Your instructions: Where does the string "last" appear? Copy every line of the entries below that holds it.

━━ Source material ━━

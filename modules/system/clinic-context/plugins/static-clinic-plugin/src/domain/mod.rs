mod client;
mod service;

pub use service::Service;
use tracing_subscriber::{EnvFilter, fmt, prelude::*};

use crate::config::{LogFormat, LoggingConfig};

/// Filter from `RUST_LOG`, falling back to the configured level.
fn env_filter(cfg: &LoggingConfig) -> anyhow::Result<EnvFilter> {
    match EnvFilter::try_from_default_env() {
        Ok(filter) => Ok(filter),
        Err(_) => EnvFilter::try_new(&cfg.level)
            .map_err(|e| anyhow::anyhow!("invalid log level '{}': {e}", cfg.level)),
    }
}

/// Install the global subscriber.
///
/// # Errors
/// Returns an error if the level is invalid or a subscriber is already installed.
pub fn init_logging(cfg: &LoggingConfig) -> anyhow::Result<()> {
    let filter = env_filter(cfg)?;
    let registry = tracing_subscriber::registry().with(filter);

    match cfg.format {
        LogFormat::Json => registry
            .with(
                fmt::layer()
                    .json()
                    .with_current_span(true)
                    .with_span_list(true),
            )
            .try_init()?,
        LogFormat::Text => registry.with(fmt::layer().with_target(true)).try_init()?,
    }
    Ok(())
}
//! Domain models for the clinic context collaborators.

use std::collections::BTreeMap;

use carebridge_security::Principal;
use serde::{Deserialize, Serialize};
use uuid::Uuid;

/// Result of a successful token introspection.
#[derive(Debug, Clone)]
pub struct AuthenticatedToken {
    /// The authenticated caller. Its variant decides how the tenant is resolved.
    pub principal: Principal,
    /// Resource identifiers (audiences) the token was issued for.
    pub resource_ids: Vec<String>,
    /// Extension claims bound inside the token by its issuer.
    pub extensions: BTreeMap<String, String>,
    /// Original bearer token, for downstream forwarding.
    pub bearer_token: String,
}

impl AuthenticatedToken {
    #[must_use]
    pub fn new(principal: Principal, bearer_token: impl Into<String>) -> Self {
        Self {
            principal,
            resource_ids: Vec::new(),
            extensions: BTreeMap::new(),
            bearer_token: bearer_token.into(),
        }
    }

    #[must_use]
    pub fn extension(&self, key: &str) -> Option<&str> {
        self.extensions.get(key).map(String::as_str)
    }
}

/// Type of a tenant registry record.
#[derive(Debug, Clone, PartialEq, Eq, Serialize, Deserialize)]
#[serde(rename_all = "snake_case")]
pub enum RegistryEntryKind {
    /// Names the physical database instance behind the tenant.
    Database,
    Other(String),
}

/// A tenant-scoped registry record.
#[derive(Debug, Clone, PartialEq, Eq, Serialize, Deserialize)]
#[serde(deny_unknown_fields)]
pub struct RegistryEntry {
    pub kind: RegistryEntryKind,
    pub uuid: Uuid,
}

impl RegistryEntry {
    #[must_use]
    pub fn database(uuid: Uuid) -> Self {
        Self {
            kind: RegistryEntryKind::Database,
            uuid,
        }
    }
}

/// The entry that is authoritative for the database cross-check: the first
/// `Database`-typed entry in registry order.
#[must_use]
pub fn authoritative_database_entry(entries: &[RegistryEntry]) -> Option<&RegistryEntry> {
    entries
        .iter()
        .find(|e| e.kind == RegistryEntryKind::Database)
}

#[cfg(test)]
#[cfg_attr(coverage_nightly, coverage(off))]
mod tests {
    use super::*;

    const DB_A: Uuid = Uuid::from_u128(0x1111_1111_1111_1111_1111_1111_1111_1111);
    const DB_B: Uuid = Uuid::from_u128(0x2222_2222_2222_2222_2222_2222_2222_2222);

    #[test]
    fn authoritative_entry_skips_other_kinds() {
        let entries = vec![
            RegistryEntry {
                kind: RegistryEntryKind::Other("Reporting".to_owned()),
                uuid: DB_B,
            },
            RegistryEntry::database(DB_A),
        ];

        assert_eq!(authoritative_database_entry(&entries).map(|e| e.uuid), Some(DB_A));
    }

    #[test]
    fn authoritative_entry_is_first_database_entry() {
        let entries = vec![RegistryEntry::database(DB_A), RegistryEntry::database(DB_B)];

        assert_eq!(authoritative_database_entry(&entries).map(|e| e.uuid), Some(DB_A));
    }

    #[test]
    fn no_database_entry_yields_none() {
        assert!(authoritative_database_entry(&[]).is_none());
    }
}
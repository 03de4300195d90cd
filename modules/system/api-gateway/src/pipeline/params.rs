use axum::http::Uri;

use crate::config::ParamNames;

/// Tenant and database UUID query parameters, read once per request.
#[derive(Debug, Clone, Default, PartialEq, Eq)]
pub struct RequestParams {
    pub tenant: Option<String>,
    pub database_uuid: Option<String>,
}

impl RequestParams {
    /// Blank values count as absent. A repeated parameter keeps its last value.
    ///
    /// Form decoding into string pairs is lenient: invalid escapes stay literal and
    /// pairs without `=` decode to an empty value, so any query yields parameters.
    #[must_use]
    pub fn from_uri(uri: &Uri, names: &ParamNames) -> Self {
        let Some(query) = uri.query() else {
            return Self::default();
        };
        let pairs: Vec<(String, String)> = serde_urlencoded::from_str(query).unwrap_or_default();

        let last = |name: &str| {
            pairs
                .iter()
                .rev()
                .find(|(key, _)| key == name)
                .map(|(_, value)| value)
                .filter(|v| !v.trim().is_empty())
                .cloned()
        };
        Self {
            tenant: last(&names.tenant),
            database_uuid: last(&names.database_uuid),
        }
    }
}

━━━

Solution to this exercise:
    /// Blank values count as absent. A repeated parameter keeps its last value.
        let last = |name: &str| {
            tenant: last(&names.tenant),
            database_uuid: last(&names.database_uuid),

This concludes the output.